Our programme of Dbriefs webcasts is taking a break over the summer. The programme will recommence in September. You can catch up on any titles you may have missed, including:  Demystifying The New UK Patent Box Regime; G20/OECD The Digitalised Economy - Political Agreement On Taxation Of Digital Economy (Pillar One) And Global Minimum Rate (Pillar Two); Taking Action On Tax Evasion: Corporate Criminal Offence And BeyondHMRC Review Of Transfer Pricing Documentation and many more. For further details of our webcasts available to view on demand see here.  

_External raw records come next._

impl OrderThrottle {
    pub fn new() -> Self {
        Self {
            last_sent: Arc::new(tokio::sync::Mutex::new(0.0)),
        }
    }

    /// Block until `spacing` seconds have passed since the previous
    /// reservation, then hold the slot until the guard drops.
    pub async fn reserve(&self, spacing: f64) -> tokio::sync::OwnedMutexGuard<f64> {
        let mut guard = Arc::clone(&self.last_sent).lock_owned().await;
        let now = epoch_secs();
        let wait = spacing - (now - *guard);
        if wait > 0.0 {
            tokio::time::sleep(Duration::from_secs_f64(wait)).await;
        }
        *guard = epoch_secs();
        guard
    }
}

impl Default for OrderThrottle {
    fn default() -> Self {
        Self::new()
    }
}

// =============================================================================
// Engine context
// =============================================================================

/// Process-wide services, passed to every worker. No singletons: everything
/// is constructed once in main and shared by Arc.
#[derive(Clone)]
pub struct EngineContext {
    pub adapter: Arc<dyn ExchangeAdapter>,
    pub config: Arc<RwLock<BotConfig>>,
    pub ledger: Arc<LegLedger>,
    pub view: Arc<PositionView>,
    pub cache: Arc<KlineCache>,
    pub risk: Arc<RiskCoordinator>,
    pub bus: Arc<EventBus>,
    pub closer: Arc<EmergencyCloser>,
    pub throttle: Arc<OrderThrottle>,
    pub run_gate: Arc<Semaphore>,
}

// =============================================================================
// Worker
// =============================================================================

pub struct StrategyWorker {
    ctx: EngineContext,
    symbol: String,
    interval: Interval,
    /// Per-engine copy of the bar guard; the global one lives in the risk
    /// coordinator.
    bar_local: BarGuard,
    phase_seed: f64,
    stop: Arc<AtomicBool>,
    stop_time: Arc<Mutex<f64>>,
    offline_backoff: Mutex<f64>,
    last_offline_log: Mutex<f64>,
}

/// Deterministic per-pair seed in [0, 1).
fn phase_seed(symbol: &str, interval: &str) -> f64 {
    let mut hasher = DefaultHasher::new();
    format!("{symbol}@{interval}").hash(&mut hasher);
    (hasher.finish() % 1000) as f64 / 1000.0
}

Claims Advisory Group: VAT on managing PPI mis-selling claims: Upper Tribunal

Claims Advisory Group Ltd helped people submit claims if they had been mis-sold PPI policies, and retained 39% of any successful claims for its services. It argued that its services should be exempt as the services of an insurance intermediary – although it was not introducing customers to an insurer, it was managing the end of their relationship with the insurer. The Upper Tribunal, like the First-tier Tribunal before it, was not persuaded. The economic purpose and commercial reality of CAG’s services was to pursue a claim for compensation, not to terminate a PPI policy. CAG was not acting as an insurance agent, as it was not introducing a customer seeking insurance to an insurer. In most cases CAG never had any contact with the insurer – what it did was seek compensation from the intermediary that had earned commission from selling the PPI. Finally, the Upper Tribunal ruled that CAG’s services were not ‘related to’ the PPI, as they were too remote (they involved the way that PPI was sold by a third party, not the policy itself, and the policy may have ended by the time CAG became involved). Consequently, CAG’s services were not exempt as the services of an insurance intermediary, and its appeal was dismissed.

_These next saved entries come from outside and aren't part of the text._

/// Produce a concrete quantity for the attempt, or a refusal naming the
/// violated budget.
pub fn size_order(inputs: &SizingInputs<'_>) -> Result<SizingOutcome, Refusal> {
    if inputs.price <= 0.0 {
        return Err(Refusal::Sizing("no market price available".into()));
    }
    let lev = inputs.leverage.max(1) as f64;
    let pct = inputs.pct.clamp(0.0001, 1.0);
    let tolerance = inputs.tolerance.max(0.0);

    let per_slot_margin = inputs.wallet_total * pct;
    if per_slot_margin <= 0.0 {
        return Err(Refusal::Sizing(format!(
            "computed margin target <= 0 for {:.2}% allocation",
            pct * 100.0
        )));
    }

    // --- Which existing entries belong to this indicator/signature? ---------
    let indicator_entries: Vec<&Entry> = if let Some(key) = &inputs.indicator_key {
        inputs
            .entries_side_all
            .iter()
            .filter(|(_, e)| e.indicator_keys.iter().any(|k| k == key))
            .map(|(_, e)| e)
            .collect()
    } else if !inputs.signature.is_empty() {
        let sig = crate::guards::sig_key(&inputs.signature);
        inputs
            .entries_side_all
            .iter()
            .filter(|(_, e)| e.signature_without_slots() == sig)
            .map(|(_, e)| e)
            .collect()
    } else {
        inputs.entries_side_all.iter().map(|(_, e)| e).collect()
    };

    let existing_margin_indicator: f64 = indicator_entries.iter().map(|e| e.margin_usdt).sum();
    let slot_count_existing = indicator_entries.len();
    let desired_slots_after = slot_count_existing + 1;
    let slot_suffix = format!("slot{slot_count_existing}");

    let max_indicator_margin = per_slot_margin * desired_slots_after as f64 * (1.0 + tolerance);
    if existing_margin_indicator >= max_indicator_margin - 1e-9 {
        return Err(Refusal::Sizing(format!(
            "existing {} margin {existing_margin_indicator:.4} USDT already >= cap {max_indicator_margin:.4} USDT",
            inputs.side
        )));
    }

    // --- Target margin for this order ---------------------------------------
    let desired_total_margin = per_slot_margin * desired_slots_after as f64;
    let mut target_margin = (desired_total_margin - existing_margin_indicator).max(0.0);
    let flip_qty = inputs.flip_qty_override.unwrap_or(0.0);
    if flip_qty > 0.0 {
        let flip_margin = flip_qty * inputs.price / lev;
        if flip_margin > target_margin {
            target_margin = flip_margin;
        }
    }
    if target_margin <= 0.0 {
        return Err(Refusal::Sizing(format!(
            "exposure already meets the {:.2}% margin allocation target",
            pct * 100.0
        )));
    }

    if inputs.available <= 0.0 {
        return Err(Refusal::Sizing("no available USDT to allocate".into()));
    }
    if inputs.available < target_margin * 0.95 {
        return Err(Refusal::Sizing(format!(
            "requested {target_margin:.4} USDT but only {:.4} USDT available",
            inputs.available
        )));
    }

    // --- Exchange minimum feasibility ---------------------------------------
    let price_dec = decimal_from_f64(inputs.price);
    let min_required_margin = {
        let by_notional = inputs
            .filters
            .min_notional
            .to_f64()
            .unwrap_or(0.0)
            / lev;
        let by_qty = inputs.filters.min_qty.to_f64().unwrap_or(0.0) * inputs.price / lev;
        by_notional.max(by_qty)
    };
    if min_required_margin > max_indicator_margin + 1e-9 {
        return Err(Refusal::Sizing(format!(
            "minimum contract margin {min_required_margin:.4} exceeds cap {max_indicator_margin:.4} USDT"
        )));
    }

    // --- Raw quantity, snap, auto-bump --------------------------------------
    let qty_target = if flip_qty > 0.0 {
        flip_qty
    } else {
        target_margin * lev / inputs.price
    };

    let mut mode: &'static str = if flip_qty > 0.0 { "flip" } else { "percent" };
    let qty = match inputs
        .filters
        .snap_order_qty(decimal_from_f64(qty_target), price_dec)
    {
        Ok(q) => q,
        Err(reason) => {
            // Below the exchange minimum: consider bumping to the smallest
            // legal quantity.
            let min_qty = inputs.filters.min_legal_qty(price_dec);
            let min_qty_f = min_qty.to_f64().unwrap_or(0.0);
            let required_margin = min_qty_f * inputs.price / lev;
            let required_pct = if inputs.wallet_total > 0.0 {
                required_margin / inputs.wallet_total * 100.0
            } else {
                f64::MAX
            };
            let cap_pct = inputs
                .max_auto_bump_percent
                .max(pct * 100.0 * inputs.auto_bump_percent_multiplier);
            if required_margin <= inputs.available && required_pct <= cap_pct {
                debug!(
                    symbol = inputs.symbol,
                    interval = inputs.interval,
                    required_pct,
                    cap_pct,
                    "auto-bumping order to exchange minimum"
                );
                mode = "percent(bumped_to_min)";
                min_qty
            } else {
                return Err(Refusal::Sizing(format!(
                    "insufficient funds for exchange minimum: {reason} (cap {cap_pct:.2}% / requested {required_pct:.2}%)"
                )));
            }
        }
    };

    let qty_f64 = qty.to_f64().unwrap_or(0.0);
    if qty_f64 <= 0.0 {
        return Err(Refusal::Sizing("quantity <= 0 after filter adjustment".into()));
    }

    let margin_est = qty_f64 * inputs.price / lev;
    if existing_margin_indicator + margin_est > max_indicator_margin + 1e-6 {
        return Err(Refusal::Sizing(format!(
            "adding {margin_est:.4} USDT would exceed cap {max_indicator_margin:.4} USDT"
        )));
    }

    // --- Side-wide slot cap --------------------------------------------------
    let existing_margin_side: f64 = inputs
        .entries_side_all
        .iter()
        .map(|(_, e)| e.margin_usdt)
        .sum();
    let mut tokens: std::collections::HashSet<String> = inputs
        .entries_side_all
        .iter()
        .map(|(key, e)| slot_token(e, key))
        .collect();
    let order_token = {
        let base = if let Some(key) = &inputs.indicator_key {
            format!("ind:{key}")
        } else if !inputs.signature.is_empty() {
            format!("sig:{}", crate::guards::sig_key(&inputs.signature).join("|"))
        } else {
            format!("side:{}", inputs.side)
        };
        format!("{base}@{}", inputs.interval.to_ascii_lowercase())
    };
    tokens.insert(order_token);
    let expected_slots_after = tokens.len().max(desired_slots_after).max(1);
    let max_side_margin = per_slot_margin * expected_slots_after as f64 * (1.0 + tolerance);
    if existing_margin_side + margin_est > max_side_margin + 1e-6 {
        return Err(Refusal::Sizing(format!(
            "projected total {} margin {:.4} USDT exceeds cap {max_side_margin:.4} USDT for {expected_slots_after} slot(s)",
            inputs.side,
            existing_margin_side + margin_est
        )));
    }

    let mut signature = crate::guards::sig_key(&inputs.signature);
    signature.push(slot_suffix.clone());
    signature.sort();

    Ok(SizingOutcome {
        qty,
        qty_f64,
        margin_est,
        slot_suffix,
        signature,
        mode,
    })
}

VAT: new online service and checklist for partial exemption special methods applications

HMRC have launched a new online service for submitting proposals for partial exemption special methods (PESMs). Notice 706 has also been updated with a checklist setting out 43 pieces of information that must accompany a PESM proposal. As well as basic information about a taxpayer’s activities, these include a requirement to compare the proposed PESM against the standard method, a worked example of how the proposed PESM would have operated in the previous tax year, details of overseas establishments, etc. Use of the online service is not compulsory, and proposed PESMs can still be emailed to HMRC. However, in either case, Notice 706 now provides a comprehensive checklist of the information that HMRC will expect to be provided with.